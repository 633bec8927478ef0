// =============================================================================
// BBReversal — Bollinger band position reversal with RSI confirmation
// =============================================================================
//
// Price pinned at a band edge reverts more often than it continues, but only
// when momentum confirms: a lower-band touch needs an oversold-leaning RSI,
// an upper-band touch an overbought-leaning one.
// =============================================================================

use serde_json::json;

use crate::config::BbReversalConfig;
use crate::features::FeatureRow;
use crate::strategies::{scaled_confidence, Strategy, StrategySignal};
use crate::types::Side;

pub struct BbReversal {
    config: BbReversalConfig,
}

impl BbReversal {
    pub fn new(config: BbReversalConfig) -> Self {
        Self { config }
    }
}

impl Strategy for BbReversal {
    fn name(&self) -> &'static str {
        "bb_reversal"
    }

    fn evaluate(&self, row: &FeatureRow<'_>) -> StrategySignal {
        let (Some(position), Some(rsi)) = (row.get("bb_position_20"), row.get("rsi_14")) else {
            return StrategySignal::hold(self.name());
        };

        let c = &self.config;

        let (side, deviation) = if position <= c.lower_threshold && rsi <= c.rsi_oversold {
            // Deviation grows as the close sinks below the lower band and RSI
            // digs deeper into oversold territory.
            let band_dev = (c.lower_threshold - position).max(0.0);
            let rsi_dev = (c.rsi_oversold - rsi) / c.rsi_oversold.max(1.0);
            (Side::Buy, band_dev + rsi_dev)
        } else if position >= c.upper_threshold && rsi >= c.rsi_overbought {
            let band_dev = (position - c.upper_threshold).max(0.0);
            let rsi_dev = (rsi - c.rsi_overbought) / (100.0 - c.rsi_overbought).max(1.0);
            (Side::Sell, band_dev + rsi_dev)
        } else {
            return StrategySignal::hold(self.name());
        };

        let confidence = scaled_confidence(c.base_confidence, deviation);
        StrategySignal::new(self.name(), side, confidence).with_metadata(json!({
            "bb_position": position,
            "rsi": rsi,
        }))
    }
}
// =============================================================================
// Donchian Channel — highest-high / lowest-low over a trailing window
// =============================================================================
//
// The channel position locates the close inside the band: 0 at the channel
// low, 1 at the channel high. A flat window yields a neutral 0.5.
// =============================================================================

use crate::market_data::Bar;

/// Full channel series aligned to the input bars (NaN during warmup).
#[derive(Debug, Clone)]
pub struct DonchianSeries {
    pub upper: Vec<f64>,
    pub lower: Vec<f64>,
    pub position: Vec<f64>,
}

pub fn donchian_series(bars: &[Bar], period: usize) -> DonchianSeries {
    let n = bars.len();
    let nan = vec![f64::NAN; n];
    let mut out = DonchianSeries {
        upper: nan.clone(),
        lower: nan.clone(),
        position: nan,
    };
    if period == 0 || n < period {
        return out;
    }

    for i in (period - 1)..n {
        let window = &bars[i + 1 - period..=i];
        let upper = window.iter().map(|b| b.high).fold(f64::MIN, f64::max);
        let lower = window.iter().map(|b| b.low).fold(f64::MAX, f64::min);
        out.upper[i] = upper;
        out.lower[i] = lower;
        out.position[i] = if upper > lower {
            (bars[i].close - lower) / (upper - lower)
        } else {
            0.5
        };
    }

    out
}

// =============================================================================
// Unit Tests
// =============================================================================
#[cfg(test)]
mod tests {
    use super::*;
    use chrono::{Duration, TimeZone, Utc};

    fn candle(i: i64, high: f64, low: f64, close: f64) -> Bar {
        let ts = Utc.with_ymd_and_hms(2026, 1, 1, 0, 0, 0).unwrap() + Duration::minutes(15 * i);
        Bar::new(ts, close, high, low, close, 1.0)
    }

    #[test]
    fn donchian_insufficient_data() {
        let bars: Vec<Bar> = (0..5).map(|i| candle(i, 101.0, 99.0, 100.0)).collect();
        let out = donchian_series(&bars, 20);
        assert!(out.upper.iter().all(|v| v.is_nan()));
    }

    #[test]
    fn channel_brackets_window_extremes() {
        let bars: Vec<Bar> = (0..30)
            .map(|i| {
                let base = 100.0 + (i as f64 * 0.4).sin() * 5.0;
                candle(i, base + 1.0, base - 1.0, base)
            })
            .collect();
        let out = donchian_series(&bars, 20);
        let i = 29;
        let window = &bars[10..=29];
        let max_high = window.iter().map(|b| b.high).fold(f64::MIN, f64::max);
        let min_low = window.iter().map(|b| b.low).fold(f64::MAX, f64::min);
        assert!((out.upper[i] - max_high).abs() < 1e-12);
        assert!((out.lower[i] - min_low).abs() < 1e-12);
    }

    #[test]
    fn breakout_close_sits_at_channel_top() {
        let mut bars: Vec<Bar> = (0..25).map(|i| candle(i, 101.0, 99.0, 100.0)).collect();
        bars.push(candle(25, 105.0, 100.0, 105.0));
        let out = donchian_series(&bars, 20);
        assert!((out.position.last().unwrap() - 1.0).abs() < 1e-10);
    }

    #[test]
    fn flat_window_is_neutral() {
        let bars: Vec<Bar> = (0..25).map(|i| candle(i, 100.0, 100.0, 100.0)).collect();
        let out = donchian_series(&bars, 20);
        assert!((out.position.last().unwrap() - 0.5).abs() < 1e-10);
    }
}
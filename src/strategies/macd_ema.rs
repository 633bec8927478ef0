// =============================================================================
// MACDEMACrossover — MACD state gated by EMA stack alignment
// =============================================================================
//
// Trend-type strategy: a bullish MACD (line above signal) only counts when
// the EMA stack confirms — close above EMA20 and EMA20 above EMA50. The
// mirror condition produces a sell. Confidence scales with the histogram
// magnitude normalized by ATR, so a fresh, small cross starts near base
// confidence and a widening one ramps up.
// =============================================================================

use serde_json::json;

use crate::config::MacdEmaConfig;
use crate::features::FeatureRow;
use crate::strategies::{scaled_confidence, Strategy, StrategySignal};
use crate::types::Side;

pub struct MacdEmaCrossover {
    config: MacdEmaConfig,
}

impl MacdEmaCrossover {
    pub fn new(config: MacdEmaConfig) -> Self {
        Self { config }
    }
}

impl Strategy for MacdEmaCrossover {
    fn name(&self) -> &'static str {
        "macd_ema"
    }

    fn evaluate(&self, row: &FeatureRow<'_>) -> StrategySignal {
        let (Some(hist), Some(close_over_ema20), Some(ema20_over_ema50), Some(atr)) = (
            row.get("macd_hist"),
            row.get("close_over_ema20"),
            row.get("ema20_over_ema50"),
            row.get("atr_14"),
        ) else {
            return StrategySignal::hold(self.name());
        };

        if atr <= 0.0 {
            return StrategySignal::hold(self.name());
        }

        let bullish_stack = close_over_ema20 > 1.0 && ema20_over_ema50 > 1.0;
        let bearish_stack = close_over_ema20 < 1.0 && ema20_over_ema50 < 1.0;

        let side = if hist > 0.0 && bullish_stack {
            Side::Buy
        } else if hist < 0.0 && bearish_stack {
            Side::Sell
        } else {
            return StrategySignal::hold(self.name());
        };

        let deviation = hist.abs() / atr;
        let confidence = scaled_confidence(self.config.base_confidence, deviation);

        StrategySignal::new(self.name(), side, confidence).with_metadata(json!({
            "macd_hist": hist,
            "close_over_ema20": close_over_ema20,
            "ema20_over_ema50": ema20_over_ema50,
        }))
    }
}
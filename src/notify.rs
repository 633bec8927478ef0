// =============================================================================
// Notifier — webhook alerts for critical events
// =============================================================================
//
// Fire-and-forget delivery of critical/warning notifications (atomic-entry
// failures, drawdown pauses, repeated auth errors, ensemble fallback). With
// no webhook configured every call is a no-op, which is also the test mode.
// Delivery failures are logged, never propagated — alerting must not break
// the cycle.
// =============================================================================

use chrono::Utc;
use tracing::{debug, warn};

pub struct Notifier {
    webhook_url: Option<String>,
    client: reqwest::Client,
}

impl Notifier {
    pub fn new(webhook_url: Option<String>) -> Self {
        let client = reqwest::Client::builder()
            .timeout(std::time::Duration::from_secs(5))
            .build()
            .expect("failed to build reqwest client");
        Self {
            webhook_url,
            client,
        }
    }

    /// A notifier that drops everything (tests, backtest mode).
    pub fn disabled() -> Self {
        Self::new(None)
    }

    pub fn is_enabled(&self) -> bool {
        self.webhook_url.is_some()
    }

    pub async fn critical(&self, title: &str, body: &str) {
        self.send("critical", title, body).await;
    }

    pub async fn warning(&self, title: &str, body: &str) {
        self.send("warning", title, body).await;
    }

    async fn send(&self, level: &str, title: &str, body: &str) {
        let Some(url) = &self.webhook_url else {
            debug!(level, title, "notification suppressed (no webhook configured)");
            return;
        };

        let payload = serde_json::json!({
            "level": level,
            "title": title,
            "body": body,
            "ts": Utc::now().to_rfc3339(),
        });

        match self.client.post(url).json(&payload).send().await {
            Ok(resp) if resp.status().is_success() => {
                debug!(level, title, "notification delivered");
            }
            Ok(resp) => {
                warn!(level, title, status = %resp.status(), "notification rejected");
            }
            Err(e) => {
                warn!(level, title, error = %e, "notification delivery failed");
            }
        }
    }
}

impl std::fmt::Debug for Notifier {
    fn fmt(&self, f: &mut std::fmt::Formatter<'_>) -> std::fmt::Result {
        f.debug_struct("Notifier")
            .field("enabled", &self.is_enabled())
            .finish()
    }
}

// =============================================================================
// Unit Tests
// =============================================================================
#[cfg(test)]
mod tests {
    use super::*;

    #[tokio::test]
    async fn disabled_notifier_is_a_noop() {
        let notifier = Notifier::disabled();
        assert!(!notifier.is_enabled());
        // Must complete without error and without a network dependency.
        notifier.critical("title", "body").await;
        notifier.warning("title", "body").await;
    }
}
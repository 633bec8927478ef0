// =============================================================================
// Rate of Change (ROC) — Momentum Indicator
// =============================================================================
//
//   ROC = ((close - close_n) / close_n) * 100
//
// Positive ROC indicates upward momentum; negative indicates downward.
// =============================================================================

/// ROC series aligned to `closes` (NaN until index `period`).
pub fn roc_series(closes: &[f64], period: usize) -> Vec<f64> {
    let n = closes.len();
    let mut out = vec![f64::NAN; n];
    if period == 0 || n <= period {
        return out;
    }

    for i in period..n {
        let prev = closes[i - period];
        out[i] = if prev == 0.0 {
            0.0
        } else {
            (closes[i] - prev) / prev * 100.0
        };
    }
    out
}

/// Most recent ROC value.
pub fn current_roc(closes: &[f64], period: usize) -> Option<f64> {
    let series = roc_series(closes, period);
    let last = *series.last()?;
    if last.is_finite() {
        Some(last)
    } else {
        None
    }
}

#[cfg(test)]
mod tests {
    use super::*;

    #[test]
    fn roc_basic() {
        let closes: Vec<f64> = (1..=20).map(|x| x as f64).collect();
        let roc = roc_series(&closes, 14);
        // From 1 to 15: ROC = (15-1)/1 * 100 = 1400%
        assert!((roc[14] - 1400.0).abs() < 1e-10);
    }

    #[test]
    fn roc_insufficient_data() {
        let closes = vec![1.0, 2.0, 3.0];
        assert!(current_roc(&closes, 14).is_none());
    }

    #[test]
    fn roc_flat_is_zero() {
        let closes = vec![100.0; 30];
        assert!(current_roc(&closes, 14).unwrap().abs() < 1e-10);
    }
}
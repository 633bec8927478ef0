// =============================================================================
// Token-bucket rate limiter — sequential request pacing for the REST client
// =============================================================================
//
// Bitbank publishes no usage headers, so the client paces itself: each
// request takes one token, tokens refill continuously, and an empty bucket
// makes the caller wait. Calls are sequential within a cycle, so this mostly
// smooths the reconciliation bursts.
// =============================================================================

use std::time::{Duration, Instant};

use parking_lot::Mutex;
use tracing::trace;

struct BucketState {
    tokens: f64,
    last_refill: Instant,
}

pub struct TokenBucket {
    state: Mutex<BucketState>,
    capacity: f64,
    refill_per_sec: f64,
}

impl TokenBucket {
    pub fn new(capacity: u32, refill_per_sec: f64) -> Self {
        Self {
            state: Mutex::new(BucketState {
                tokens: capacity as f64,
                last_refill: Instant::now(),
            }),
            capacity: capacity as f64,
            refill_per_sec,
        }
    }

    /// Take one token, sleeping until one is available.
    pub async fn acquire(&self) {
        loop {
            let wait = {
                let mut s = self.state.lock();
                let elapsed = s.last_refill.elapsed().as_secs_f64();
                s.tokens = (s.tokens + elapsed * self.refill_per_sec).min(self.capacity);
                s.last_refill = Instant::now();

                if s.tokens >= 1.0 {
                    s.tokens -= 1.0;
                    None
                } else {
                    Some(Duration::from_secs_f64(
                        (1.0 - s.tokens) / self.refill_per_sec,
                    ))
                }
            };

            match wait {
                None => return,
                Some(d) => {
                    trace!(wait_ms = d.as_millis() as u64, "rate limiter waiting");
                    tokio::time::sleep(d).await;
                }
            }
        }
    }

    /// Tokens currently available (diagnostics only).
    pub fn available(&self) -> f64 {
        let mut s = self.state.lock();
        let elapsed = s.last_refill.elapsed().as_secs_f64();
        s.tokens = (s.tokens + elapsed * self.refill_per_sec).min(self.capacity);
        s.last_refill = Instant::now();
        s.tokens
    }
}

impl std::fmt::Debug for TokenBucket {
    fn fmt(&self, f: &mut std::fmt::Formatter<'_>) -> std::fmt::Result {
        f.debug_struct("TokenBucket")
            .field("capacity", &self.capacity)
            .field("refill_per_sec", &self.refill_per_sec)
            .finish()
    }
}
pub mod pricing;
pub mod service;

pub use pricing::MakerPricer;
pub use service::{ExecutionOutcome, ExecutionService};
======
__Exercise brief__. Above are the lines; repeat exactly the ones from the line containing "for i in (period" down to the line containing "out.position[i] = if", both inclusive.

__Task output__.
    for i in (period - 1)..n {
        let window = &bars[i + 1 - period..=i];
        let upper = window.iter().map(|b| b.high).fold(f64::MIN, f64::max);
        let lower = window.iter().map(|b| b.low).fold(f64::MAX, f64::min);
        out.upper[i] = upper;
        out.lower[i] = lower;
        out.position[i] = if upper > lower {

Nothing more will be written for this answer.